### REQUIRED ACTION
Each entry below needs to be retyped exactly as given.

Stored data entries:
◆ ◆ ◆

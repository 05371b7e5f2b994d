//! Client configuration, resolved from the environment.

use std::path::PathBuf;

use loyalty_core::TenantSlug;

/// API base URL (scheme, host and path prefix).
pub const API_BASE_ENV: &str = "LOYALTY_API_BASE";
/// Tenant used when neither the URL nor the stored session names one.
pub const DEFAULT_TENANT_ENV: &str = "LOYALTY_DEFAULT_TENANT";
/// Directory for the persisted session (file storage backend).
pub const DATA_DIR_ENV: &str = "LOYALTY_DATA_DIR";

pub const DEFAULT_API_BASE: &str = "http://localhost:8000/api/v1";

#[derive(Debug, Clone, PartialEq, Eq)]
pub struct ClientConfig {
    pub api_base: String,
    pub default_tenant: TenantSlug,
    pub data_dir: Option<PathBuf>,
}

impl Default for ClientConfig {
    fn default() -> Self {
        Self {
            api_base: DEFAULT_API_BASE.to_string(),
            default_tenant: TenantSlug::default_tenant(),
            data_dir: None,
        }
    }
}

impl ClientConfig {
    pub fn from_env() -> Self {
        Self::from_lookup(|key| std::env::var(key).ok())
    }

    /// Build from an arbitrary variable lookup. Empty values count as unset.
    pub fn from_lookup(lookup: impl Fn(&str) -> Option<String>) -> Self {
        let var = |key: &str| lookup(key).map(|v| v.trim().to_string()).filter(|v| !v.is_empty());

        let api_base = var(API_BASE_ENV)
            .map(|base| normalize_base(&base))
            .unwrap_or_else(|| DEFAULT_API_BASE.to_string());

        let default_tenant = match var(DEFAULT_TENANT_ENV) {
            Some(raw) => TenantSlug::parse(raw).unwrap_or_else(|err| {
                tracing::warn!(error = %err, "ignoring {DEFAULT_TENANT_ENV}");
                TenantSlug::default_tenant()
            }),
            None => TenantSlug::default_tenant(),
        };

        Self {
            api_base,
            default_tenant,
            data_dir: var(DATA_DIR_ENV).map(PathBuf::from),
        }
    }

    pub fn with_api_base(mut self, api_base: impl AsRef<str>) -> Self {
        self.api_base = normalize_base(api_base.as_ref());
        self
    }

    pub fn with_default_tenant(mut self, tenant: TenantSlug) -> Self {
        self.default_tenant = tenant;
        self
    }

    pub fn with_data_dir(mut self, dir: impl Into<PathBuf>) -> Self {
        self.data_dir = Some(dir.into());
        self
    }
}

fn normalize_base(base: &str) -> String {
    base.trim().trim_end_matches('/').to_string()
}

◆ ◆ ◆

### THE ANSWER
repository 05371b7e5f2b994d
//! Client configuration, resolved from the environment.

use std::path::PathBuf;

use loyalty_core::TenantSlug;

/// API base URL (scheme, host and path prefix).
pub const API_BASE_ENV: &str = "LOYALTY_API_BASE";
/// Tenant used when neither the URL nor the stored session names one.
pub const DEFAULT_TENANT_ENV: &str = "LOYALTY_DEFAULT_TENANT";
/// Directory for the persisted session (file storage backend).
pub const DATA_DIR_ENV: &str = "LOYALTY_DATA_DIR";

pub const DEFAULT_API_BASE: &str = "http://localhost:8000/api/v1";

#[derive(Debug, Clone, PartialEq, Eq)]
pub struct ClientConfig {
    pub api_base: String,
    pub default_tenant: TenantSlug,
    pub data_dir: Option<PathBuf>,
}

impl Default for ClientConfig {
    fn default() -> Self {
        Self {
            api_base: DEFAULT_API_BASE.to_string(),
            default_tenant: TenantSlug::default_tenant(),
            data_dir: None,
        }
    }
}

impl ClientConfig {
    pub fn from_env() -> Self {
        Self::from_lookup(|key| std::env::var(key).ok())
    }

    /// Build from an arbitrary variable lookup. Empty values count as unset.
    pub fn from_lookup(lookup: impl Fn(&str) -> Option<String>) -> Self {
        let var = |key: &str| lookup(key).map(|v| v.trim().to_string()).filter(|v| !v.is_empty());

        let api_base = var(API_BASE_ENV)
            .map(|base| normalize_base(&base))
            .unwrap_or_else(|| DEFAULT_API_BASE.to_string());

        let default_tenant = match var(DEFAULT_TENANT_ENV) {
            Some(raw) => TenantSlug::parse(raw).unwrap_or_else(|err| {
                tracing::warn!(error = %err, "ignoring {DEFAULT_TENANT_ENV}");
                TenantSlug::default_tenant()
            }),
            None => TenantSlug::default_tenant(),
        };

        Self {
            api_base,
            default_tenant,
            data_dir: var(DATA_DIR_ENV).map(PathBuf::from),
        }
    }

    pub fn with_api_base(mut self, api_base: impl AsRef<str>) -> Self {
        self.api_base = normalize_base(api_base.as_ref());
        self
    }

    pub fn with_default_tenant(mut self, tenant: TenantSlug) -> Self {
        self.default_tenant = tenant;
        self
    }

    pub fn with_data_dir(mut self, dir: impl Into<PathBuf>) -> Self {
        self.data_dir = Some(dir.into());
        self
    }
}

fn normalize_base(base: &str) -> String {
    base.trim().trim_end_matches('/').to_string()
}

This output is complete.